Siente la textura de cada cicatriz como testimonio de resistencia,

—una lección escrita en las líneas de nuestra piel—,

no temas a las grietas, en ellas germina la fortaleza.

Aprende a amar tus fragmentos, la totalidad no reside en una perfección ilusoria.

Cultiva un jardín dentro tuyo, riega la paciencia para resistir las sequías emocionales.

Abraza la soledad, está llena de oportunidades y hallazgos.

No temas al silencio, allí resuenan las palabras más profundas; susurran ciertas verdades que solo se escuchan cuando se desvanece el ruido del mundo.

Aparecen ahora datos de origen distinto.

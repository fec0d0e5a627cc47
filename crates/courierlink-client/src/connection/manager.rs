//! Connection manager: public handle plus the actor that owns the link.
//!
//! Every state transition happens inside one actor task. The handle only
//! sends commands, and the per-link tasks only report events, so the
//! "already connecting / already connected" guards cannot race.
//!
//! Each connect attempt gets a fresh epoch. Reports carrying an older epoch
//! (a socket that opened after `disconnect`, a read error from a link that
//! was already replaced) are discarded.

use std::sync::Arc;
use std::time::Duration;

use bytes::Bytes;
use serde::Serialize;
use tokio::sync::{mpsc, oneshot, watch};
use tokio::task::JoinHandle;
use url::Url;

use courierlink_core::error::{LinkError, Result};
use courierlink_core::protocol::codec::{decode_payload, encode_envelope, encode_payload};
use courierlink_core::protocol::payload::{
    Cancellation, ChatMessage, CourierDecision, CourierModel, InboundEvent, LocationFix, OrderAck,
    OrderModel, OrderOffer,
};
use courierlink_core::protocol::{Envelope, EventType, Payload};

use crate::auth::{ensure_credential, CredentialProvider};
use crate::buffer::OutgoingBuffer;
use crate::dispatch::Dispatcher;
use crate::obs::LinkStats;
use crate::transport::{ConnectTarget, Frame, FrameSink, FrameStream, SessionScope, Transport};

use super::backoff::ReconnectPolicy;
use super::state::{CloseReason, ConnectionState};
use super::tasks::{
    heartbeat_loop, receive_loop, writer_loop, ChatSink, LinkEvent, WriterMsg, CLOSE_GRACE,
};

/// Runtime settings, usually built from `ClientConfig::link_settings`.
#[derive(Debug, Clone)]
pub struct LinkSettings {
    pub url: Url,
    pub heartbeat_interval: Duration,
    pub pong_timeout: Duration,
    /// Bound on transport open (credential checks excluded).
    pub connect_timeout: Duration,
    /// Minimum remaining credential lifetime accepted without a refresh.
    pub credential_threshold: Duration,
    pub reconnect: ReconnectPolicy,
}

impl LinkSettings {
    pub fn new(url: Url) -> Self {
        Self {
            url,
            heartbeat_interval: Duration::from_secs(25),
            pong_timeout: Duration::from_secs(10),
            connect_timeout: Duration::from_secs(30),
            credential_threshold: Duration::from_secs(60),
            reconnect: ReconnectPolicy::default(),
        }
    }
}

enum Command {
    Connect(SessionScope),
    Disconnect(oneshot::Sender<()>),
    Send(Envelope),
    Flush,
}

// --------------------
// Handle
// --------------------

/// Cheaply clonable handle to one managed connection.
///
/// Dropping the last handle stops the actor and closes the link.
#[derive(Clone)]
pub struct ConnectionManager {
    commands: mpsc::UnboundedSender<Command>,
    state: watch::Receiver<ConnectionState>,
    dispatcher: Arc<Dispatcher>,
    buffer: OutgoingBuffer<ChatMessage>,
    stats: Arc<LinkStats>,
}

impl ConnectionManager {
    /// Spawn the actor. Must be called inside a tokio runtime.
    pub fn new(
        settings: LinkSettings,
        transport: Arc<dyn Transport>,
        credentials: Arc<dyn CredentialProvider>,
        buffer: OutgoingBuffer<ChatMessage>,
    ) -> Self {
        let stats = Arc::new(LinkStats::default());
        let dispatcher = Arc::new(Dispatcher::new(stats.clone()));
        let (commands, command_rx) = mpsc::unbounded_channel();
        let (events, event_rx) = mpsc::unbounded_channel();
        let (state_tx, state) = watch::channel(ConnectionState::Disconnected);

        let actor = Actor {
            settings,
            transport,
            credentials,
            dispatcher: dispatcher.clone(),
            buffer: buffer.clone(),
            stats: stats.clone(),
            state: state_tx,
            events,
            scope: SessionScope::default(),
            epoch: 0,
            attempts: 0,
            pending: None,
            link: None,
        };
        tokio::spawn(actor.run(command_rx, event_rx));

        Self {
            commands,
            state,
            dispatcher,
            buffer,
            stats,
        }
    }

    /// Start connecting with `scope`. No-op while connected or connecting;
    /// during backoff the pending timer is skipped and a connect starts now.
    pub fn connect(&self, scope: SessionScope) {
        self.command(Command::Connect(scope));
    }

    /// Tear everything down and stay disconnected. Returns once the socket
    /// close has been attempted (bounded by a short grace period).
    pub async fn disconnect(&self) {
        let (tx, rx) = oneshot::channel();
        self.command(Command::Disconnect(tx));
        let _ = rx.await;
    }

    /// Queue a chat message for guaranteed delivery; flushes right away when
    /// connected.
    pub fn send(&self, msg: ChatMessage) {
        self.buffer.enqueue(msg);
        self.command(Command::Flush);
    }

    /// Send an envelope directly when connected. While offline, chat messages
    /// are buffered and everything else is dropped with a warning.
    ///
    /// Direct sends are not ordered relative to buffered ones.
    pub fn send_envelope(&self, event: EventType, order_id: Option<&str>, payload: Option<Bytes>) {
        let mut env = Envelope::new(event);
        env.order_id = order_id.map(str::to_owned);
        env.payload = payload.map(Payload::Json);
        self.command(Command::Send(env));
    }

    /// `send_envelope` with a typed payload. Encode failures are logged and
    /// the message is skipped.
    pub fn send_event<T: Serialize + ?Sized>(&self, event: EventType, order_id: Option<&str>, payload: &T) {
        match encode_payload(payload) {
            Ok(bytes) => self.send_envelope(event, order_id, Some(bytes)),
            Err(e) => tracing::warn!(%event, error = %e, "outgoing payload skipped"),
        }
    }

    pub fn accept_order(&self, order_id: &str, courier_id: i64) {
        let decision = CourierDecision {
            courier_id,
            accepted: true,
        };
        self.send_event(EventType::CourierAccepted, Some(order_id), &decision);
    }

    pub fn decline_order(&self, order_id: &str, courier_id: i64) {
        let decision = CourierDecision {
            courier_id,
            accepted: false,
        };
        self.send_event(EventType::CourierDeclined, Some(order_id), &decision);
    }

    pub fn cancel_order(&self, order_id: &str, reason: Option<&str>) {
        let payload = Cancellation {
            reason: reason.map(str::to_owned),
        };
        self.send_event(EventType::OrderCancelled, Some(order_id), &payload);
    }

    pub fn push_location(&self, order_id: &str, fix: LocationFix) {
        self.send_event(EventType::CourierLocation, Some(order_id), &fix);
    }

    pub fn state(&self) -> ConnectionState {
        *self.state.borrow()
    }

    pub fn watch_state(&self) -> watch::Receiver<ConnectionState> {
        self.state.clone()
    }

    pub fn stats(&self) -> &Arc<LinkStats> {
        &self.stats
    }

    pub fn buffer(&self) -> &OutgoingBuffer<ChatMessage> {
        &self.buffer
    }

    pub fn dispatcher(&self) -> &Arc<Dispatcher> {
        &self.dispatcher
    }

    pub fn on_open(&self, f: impl Fn() + Send + Sync + 'static) {
        self.dispatcher.set_on_open(Arc::new(f));
    }

    /// Called once per link loss, connect failure or terminal stop. The
    /// failure that spends the retry budget is reported only as
    /// `RetriesExhausted`. A manual `disconnect` is not reported.
    pub fn on_close(&self, f: impl Fn(CloseReason) + Send + Sync + 'static) {
        self.dispatcher.set_on_close(Arc::new(f));
    }

    pub fn on_order_offered(&self, f: impl Fn(OrderOffer) + Send + Sync + 'static) {
        self.dispatcher.on_order_offered(f);
    }

    pub fn on_order_assigned(&self, f: impl Fn(String, CourierModel) + Send + Sync + 'static) {
        self.dispatcher.on_order_assigned(f);
    }

    pub fn on_order_cancelled(&self, f: impl Fn(String, Option<String>) + Send + Sync + 'static) {
        self.dispatcher.on_order_cancelled(f);
    }

    pub fn on_order_updated(&self, f: impl Fn(OrderModel) + Send + Sync + 'static) {
        self.dispatcher.on_order_updated(f);
    }

    pub fn on_order_completed(&self, f: impl Fn(String) + Send + Sync + 'static) {
        self.dispatcher.on_order_completed(f);
    }

    pub fn on_courier_location(&self, f: impl Fn(String, LocationFix) + Send + Sync + 'static) {
        self.dispatcher.on_courier_location(f);
    }

    pub fn on_chat_message(&self, f: impl Fn(ChatMessage) + Send + Sync + 'static) {
        self.dispatcher.on_chat_message(f);
    }

    pub fn on_courier_accepted(&self, f: impl Fn(String, CourierModel) + Send + Sync + 'static) {
        self.dispatcher.on_courier_accepted(f);
    }

    pub fn on_courier_declined(&self, f: impl Fn(String, CourierModel) + Send + Sync + 'static) {
        self.dispatcher.on_courier_declined(f);
    }

    pub fn on_order_ack(&self, f: impl Fn(Option<String>, OrderAck) + Send + Sync + 'static) {
        self.dispatcher.on_order_ack(f);
    }

    pub fn on_heartbeat(&self, f: impl Fn() + Send + Sync + 'static) {
        self.dispatcher.on_heartbeat(f);
    }

    /// Raw access for callers that want the whole decoded event.
    pub fn on_event(&self, event: EventType, f: impl Fn(InboundEvent) + Send + Sync + 'static) {
        self.dispatcher.register(event, Arc::new(f));
    }

    fn command(&self, cmd: Command) {
        if self.commands.send(cmd).is_err() {
            tracing::error!("connection actor is gone");
        }
    }
}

Sumérgete en el océano de la reflexión, deja que las olas del entendimiento acaricien las playas del ser.

Enciende una vela a la gratitud, permite que su ínfima luz ilumine los rincones oscuros de la existencia.

Aprende a encontrar belleza en los detalles pequeños, son un simple consuelo para los días grises.

Busca refugio en la poesía. Los versos danzan en nuestras mentes como mariposas de palabras.

Y si, pese a todo, no puedes cumplir el protocolo, simplemente llámame.